The Socialist Party of Ireland (SPI) was a minor left-wing political party which existed in Ireland from 1971 to 1982.

The SPI was set up by former members of Official Sinn Féin. It was formed on 13 December 1971 in Dublin and published its political manifesto on 19 January 1972. The SPI saw itself as a hard-line Marxist-Leninist alternative to the Communist Party of Ireland, which it criticised for its “blurred philosophy, loose structure, of discipline and unity”. The SPI opposed the friendly stance taken by the CPI towards official Sinn Féin, which it saw as a “mixture of petit-bourgeois radicals, nationalists and ultra leftists”. The SPI supported the Communist Party of the Soviet Union and the Moscow Declaration of 1969. The party also advocated Eurocommunism in the 1970s.

It staged its first national congress in Dublin on 1-2 December 1973. The congress elected a seven-member central committee consisting of Fergus Brogan, Desmond Hughes, Deirdre Uí Bhrógáin, Éamonn Ó Fearghail, Seamus Ó Reachtagáin, Fergus Quinlan, and Séamas Ó Brógáin.

In the late 1970s, the party started discussions with several other groups with a similar policy on the National Question, including the British and Irish Communist Organisation (B&ICO) and the Limerick Socialists headed by Jim Kemmy. Eventually the three groups merged forming the Democratic Socialist Party (DSP) with one elected representative in the Dáil (Parliament). The DSP eventually merged with the Irish Labour Party which became a junior partner in a coalition government.

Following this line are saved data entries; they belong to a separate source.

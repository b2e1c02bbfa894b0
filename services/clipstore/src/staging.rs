//! Transient on-disk staging for uploads and tool outputs.
//!
//! Every staged file is named after the pipeline run that produced it and is
//! removed when its [`StagedFile`] is released or dropped, on success and error
//! paths alike.

use crate::error::{Error, Result};
use std::io;
use std::path::{Path, PathBuf};
use tempfile::TempPath;
use tokio::io::{AsyncRead, AsyncReadExt, AsyncWriteExt};
use tracing::{debug, instrument, warn};
use uuid::Uuid;

const STAGE_PREFIX: &str = "clipstore-upload";

/// Directory that holds staged files for in-flight uploads
#[derive(Debug, Clone)]
pub struct StagingArea {
    dir: PathBuf,
    max_bytes: u64,
}

impl StagingArea {
    pub fn new(dir: impl Into<PathBuf>, max_bytes: u64) -> Self {
        Self {
            dir: dir.into(),
            max_bytes,
        }
    }

    /// Copy `reader` into a fresh file named after `run_id`.
    ///
    /// Fails with a validation error once more than the configured ceiling has
    /// been read; the partial file is removed before returning.
    #[instrument(skip(self, reader), fields(dir = %self.dir.display()))]
    pub async fn stage<R>(&self, run_id: Uuid, reader: R) -> Result<StagedFile>
    where
        R: AsyncRead + Unpin + Send,
    {
        let named = tempfile::Builder::new()
            .prefix(&format!("{STAGE_PREFIX}-{run_id}-"))
            .suffix(".mp4")
            .tempfile_in(&self.dir)?;
        let (file, path) = named.into_parts();
        let staged = StagedFile { path, run_id };

        let mut file = tokio::fs::File::from_std(file);
        let mut limited = reader.take(self.max_bytes.saturating_add(1));
        let written = tokio::io::copy(&mut limited, &mut file).await?;

        if written > self.max_bytes {
            return Err(Error::Validation(format!(
                "upload exceeds the {} byte limit",
                self.max_bytes
            )));
        }

        file.flush().await?;
        drop(file);

        debug!(
            path = %staged.path().display(),
            size_bytes = written,
            "Upload staged"
        );

        Ok(staged)
    }
}

/// An exclusively owned transient file, deleted on release or drop
#[derive(Debug)]
pub struct StagedFile {
    path: TempPath,
    run_id: Uuid,
}

impl StagedFile {
    /// Take ownership of a path produced by an external tool. The path does not
    /// have to exist yet.
    pub fn adopt(run_id: Uuid, path: impl Into<PathBuf>) -> io::Result<Self> {
        Ok(Self {
            path: TempPath::try_from_path(path.into())?,
            run_id,
        })
    }

    pub fn path(&self) -> &Path {
        &self.path
    }

    pub fn run_id(&self) -> Uuid {
        self.run_id
    }

    pub async fn len(&self) -> io::Result<u64> {
        Ok(tokio::fs::metadata(self.path()).await?.len())
    }

    /// Delete the file now. A file that never materialized counts as released.
    pub fn release(self) -> io::Result<()> {
        let path = self.path.display().to_string();
        match self.path.close() {
            Ok(()) => {
                debug!(path = %path, "Staged file released");
                Ok(())
            }
            Err(e) if e.kind() == io::ErrorKind::NotFound => Ok(()),
            Err(e) => {
                warn!(path = %path, error = %e, "Failed to release staged file");
                Err(e)
            }
        }
    }
}

#[cfg(test)]
mod tests {
    use super::*;

    fn entries(dir: &Path) -> Vec<String> {
        std::fs::read_dir(dir)
            .unwrap()
            .map(|e| e.unwrap().file_name().to_string_lossy().into_owned())
            .collect()
    }

    #[tokio::test]
    async fn test_stage_writes_contents_under_run_name() {
        let dir = tempfile::tempdir().unwrap();
        let area = StagingArea::new(dir.path(), 1024);
        let run_id = Uuid::new_v4();

        let staged = area.stage(run_id, &b"moov mdat"[..]).await.unwrap();

        let name = staged.path().file_name().unwrap().to_string_lossy().into_owned();
        assert!(name.contains(&run_id.to_string()));
        assert!(name.ends_with(".mp4"));
        assert_eq!(std::fs::read(staged.path()).unwrap(), b"moov mdat");
        assert_eq!(staged.len().await.unwrap(), 9);

        staged.release().unwrap();
        assert!(entries(dir.path()).is_empty());
    }

    #[tokio::test]
    async fn test_concurrent_runs_get_distinct_files() {
        let dir = tempfile::tempdir().unwrap();
        let area = StagingArea::new(dir.path(), 1024);

        let a = area.stage(Uuid::new_v4(), &b"a"[..]).await.unwrap();
        let b = area.stage(Uuid::new_v4(), &b"b"[..]).await.unwrap();

        assert_ne!(a.path(), b.path());
        assert_eq!(entries(dir.path()).len(), 2);
    }

    #[tokio::test]
    async fn test_oversized_upload_is_rejected_and_removed() {
        let dir = tempfile::tempdir().unwrap();
        let area = StagingArea::new(dir.path(), 4);

        let err = area.stage(Uuid::new_v4(), &b"too large"[..]).await.unwrap_err();

        assert!(matches!(err, Error::Validation(_)));
        assert!(entries(dir.path()).is_empty());
    }

    #[tokio::test]
    async fn test_upload_at_exact_limit_is_accepted() {
        let dir = tempfile::tempdir().unwrap();
        let area = StagingArea::new(dir.path(), 4);

        let staged = area.stage(Uuid::new_v4(), &b"four"[..]).await.unwrap();
        assert_eq!(staged.len().await.unwrap(), 4);
    }

    #[test]
    fn test_drop_removes_file() {
        let dir = tempfile::tempdir().unwrap();
        let path = dir.path().join("output.mp4.processing");
        std::fs::write(&path, b"x").unwrap();

        let staged = StagedFile::adopt(Uuid::new_v4(), &path).unwrap();
        drop(staged);

        assert!(!path.exists());
    }

    #[test]
    fn test_release_of_missing_file_is_ok() {
        let dir = tempfile::tempdir().unwrap();
        let staged = StagedFile::adopt(Uuid::new_v4(), dir.path().join("never-written")).unwrap();
        assert!(staged.release().is_ok());
    }

    #[test]
    fn test_release_deletes_existing_file() {
        let dir = tempfile::tempdir().unwrap();
        let path = dir.path().join("clip.mp4.processing");
        std::fs::write(&path, b"remuxed").unwrap();

        let staged = StagedFile::adopt(Uuid::new_v4(), &path).unwrap();
        assert_eq!(staged.path(), path.as_path());
        staged.release().unwrap();

        assert!(!path.exists());
        assert!(entries(dir.path()).is_empty());
    }

    #[test]
    fn test_adopted_relative_path_is_made_absolute() {
        let staged = StagedFile::adopt(Uuid::new_v4(), "relative-output.mp4").unwrap();
        assert!(staged.path().is_absolute());
        assert!(staged.release().is_ok());
    }
}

During its life, the SPI was very active in campaigning for divorce (Divorce Action Group), contraception (Contraception Action Campaign), abortion (Right to Choose) and, in particular, opposition to nationalism and the campaign of the Provisional IRA (Socialists Against Nationalism). It supported the two nations theory which accepted the right of the Unionist population of Northern Ireland to remain part of the United Kingdom until such time as a majority of the population choose otherwise by democratic means.

The party's head office was at 23 Parliament Street, Dublin 2. In 1976, it renamed itself the "Socialist Party".

Several SPI members ran as independents in Irish elections, the most successful being Eamonn O'Brien from Ballymun, who won six percent of the vote in the Dublin County North constituency at the 1977 general election. He also joined the Workers' Party and later the Labour Party and represented Ballymun as a city councilor.

On 1 December 1982, the Socialist Party dissolved with the majority joining Jim Kemmy's Democratic Socialist Party and the others either joining the Workers' Party or B&ICO.

==Publications==

===Newspapers===
- Vanguard, 1971–1974.
- Advance, 1975.

===Books/Pamphlets===
- Ireland into slavery: the Common Market threat, Dublin, 1972, ISBN 0-904185-00-1.
- The Socialist future. Programme of the Socialist Party of Ireland. Adopted by the 1st National Congress 1–2 December 1973, Dublin, 1974.
- Songs of the workers, Dublin, 1975.
- The two states theory, Dublin: Advance, 1978.